Scan the entries below, and for each line that includes the word "context", make a copy.
___ DATA FOR THIS EXERCISE
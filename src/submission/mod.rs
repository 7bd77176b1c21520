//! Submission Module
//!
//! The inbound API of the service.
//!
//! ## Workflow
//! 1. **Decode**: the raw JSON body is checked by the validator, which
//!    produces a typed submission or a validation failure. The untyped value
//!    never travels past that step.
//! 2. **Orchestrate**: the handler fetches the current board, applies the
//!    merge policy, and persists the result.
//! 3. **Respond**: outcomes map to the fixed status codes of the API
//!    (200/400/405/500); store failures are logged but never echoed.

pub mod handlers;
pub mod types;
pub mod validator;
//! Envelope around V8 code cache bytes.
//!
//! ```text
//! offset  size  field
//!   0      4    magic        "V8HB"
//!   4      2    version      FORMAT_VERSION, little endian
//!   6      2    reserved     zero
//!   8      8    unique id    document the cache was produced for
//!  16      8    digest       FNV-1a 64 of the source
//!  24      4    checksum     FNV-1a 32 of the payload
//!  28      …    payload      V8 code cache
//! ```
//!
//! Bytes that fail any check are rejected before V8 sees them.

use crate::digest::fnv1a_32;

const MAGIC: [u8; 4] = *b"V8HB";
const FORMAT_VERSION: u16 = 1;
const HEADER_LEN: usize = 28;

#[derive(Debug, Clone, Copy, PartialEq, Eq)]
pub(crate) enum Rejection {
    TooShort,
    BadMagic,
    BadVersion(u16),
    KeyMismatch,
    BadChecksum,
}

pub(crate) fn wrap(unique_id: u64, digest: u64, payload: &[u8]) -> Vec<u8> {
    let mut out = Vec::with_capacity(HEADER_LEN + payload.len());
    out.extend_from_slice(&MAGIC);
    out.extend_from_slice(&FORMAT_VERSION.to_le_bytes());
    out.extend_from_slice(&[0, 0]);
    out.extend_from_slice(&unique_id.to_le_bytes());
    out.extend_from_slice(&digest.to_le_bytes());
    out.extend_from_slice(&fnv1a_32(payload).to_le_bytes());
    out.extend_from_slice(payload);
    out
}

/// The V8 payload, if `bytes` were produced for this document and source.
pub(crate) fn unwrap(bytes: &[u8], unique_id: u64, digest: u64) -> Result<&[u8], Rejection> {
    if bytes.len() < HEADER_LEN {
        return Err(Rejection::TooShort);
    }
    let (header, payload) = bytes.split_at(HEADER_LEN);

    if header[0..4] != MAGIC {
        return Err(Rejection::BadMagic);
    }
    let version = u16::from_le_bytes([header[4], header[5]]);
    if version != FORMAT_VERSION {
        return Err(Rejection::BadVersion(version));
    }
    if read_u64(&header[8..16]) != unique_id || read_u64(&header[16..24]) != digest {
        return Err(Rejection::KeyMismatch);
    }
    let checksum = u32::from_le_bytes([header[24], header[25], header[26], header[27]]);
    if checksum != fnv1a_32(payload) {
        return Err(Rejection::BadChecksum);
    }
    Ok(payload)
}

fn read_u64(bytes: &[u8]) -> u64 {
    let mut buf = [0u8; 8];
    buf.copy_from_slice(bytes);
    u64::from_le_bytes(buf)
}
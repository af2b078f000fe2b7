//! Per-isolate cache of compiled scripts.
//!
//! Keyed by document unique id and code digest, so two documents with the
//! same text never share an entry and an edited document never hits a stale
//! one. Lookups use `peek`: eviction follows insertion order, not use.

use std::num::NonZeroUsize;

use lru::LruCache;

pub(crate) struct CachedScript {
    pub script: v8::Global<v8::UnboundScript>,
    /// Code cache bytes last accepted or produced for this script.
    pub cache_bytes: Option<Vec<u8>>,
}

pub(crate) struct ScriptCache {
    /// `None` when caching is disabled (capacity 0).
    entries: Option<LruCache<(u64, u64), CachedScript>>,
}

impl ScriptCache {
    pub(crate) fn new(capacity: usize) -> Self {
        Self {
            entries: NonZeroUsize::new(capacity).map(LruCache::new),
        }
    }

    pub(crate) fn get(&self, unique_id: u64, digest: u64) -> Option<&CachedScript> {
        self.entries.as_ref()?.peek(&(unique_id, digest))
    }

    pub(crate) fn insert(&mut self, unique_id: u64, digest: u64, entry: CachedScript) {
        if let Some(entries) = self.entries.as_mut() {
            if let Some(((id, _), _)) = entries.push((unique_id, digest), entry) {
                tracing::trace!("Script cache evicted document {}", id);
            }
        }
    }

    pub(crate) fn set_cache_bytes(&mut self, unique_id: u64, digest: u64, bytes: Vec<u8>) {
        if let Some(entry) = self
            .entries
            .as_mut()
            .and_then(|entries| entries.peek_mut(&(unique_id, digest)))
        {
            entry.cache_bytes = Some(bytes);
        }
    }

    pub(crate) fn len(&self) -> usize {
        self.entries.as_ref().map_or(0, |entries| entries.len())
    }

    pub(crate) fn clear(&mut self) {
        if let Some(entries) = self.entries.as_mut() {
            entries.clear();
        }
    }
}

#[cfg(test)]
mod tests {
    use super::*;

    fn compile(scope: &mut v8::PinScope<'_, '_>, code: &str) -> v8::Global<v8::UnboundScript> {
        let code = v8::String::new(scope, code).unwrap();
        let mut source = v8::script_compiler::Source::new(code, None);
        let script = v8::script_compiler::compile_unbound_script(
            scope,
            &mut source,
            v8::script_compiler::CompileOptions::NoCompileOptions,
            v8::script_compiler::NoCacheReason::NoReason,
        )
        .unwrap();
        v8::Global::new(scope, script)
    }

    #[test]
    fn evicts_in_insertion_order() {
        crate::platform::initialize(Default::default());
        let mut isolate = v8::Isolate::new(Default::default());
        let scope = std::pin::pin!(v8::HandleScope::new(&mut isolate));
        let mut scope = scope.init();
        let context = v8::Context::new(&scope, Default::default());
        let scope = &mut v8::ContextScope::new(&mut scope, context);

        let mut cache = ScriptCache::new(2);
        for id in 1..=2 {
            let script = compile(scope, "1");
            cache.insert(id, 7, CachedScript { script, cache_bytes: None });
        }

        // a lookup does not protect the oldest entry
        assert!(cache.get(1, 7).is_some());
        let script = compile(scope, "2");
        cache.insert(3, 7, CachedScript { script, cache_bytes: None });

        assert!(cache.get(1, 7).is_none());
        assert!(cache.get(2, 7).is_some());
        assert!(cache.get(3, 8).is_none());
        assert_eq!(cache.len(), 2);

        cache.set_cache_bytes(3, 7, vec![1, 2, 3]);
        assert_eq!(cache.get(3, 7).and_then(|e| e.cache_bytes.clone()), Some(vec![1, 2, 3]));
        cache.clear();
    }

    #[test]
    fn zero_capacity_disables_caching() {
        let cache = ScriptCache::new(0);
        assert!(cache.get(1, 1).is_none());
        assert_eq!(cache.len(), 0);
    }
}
______
ANSWER AREA -
        let context = v8::Context::new(&scope, Default::default());
        let scope = &mut v8::ContextScope::new(&mut scope, context);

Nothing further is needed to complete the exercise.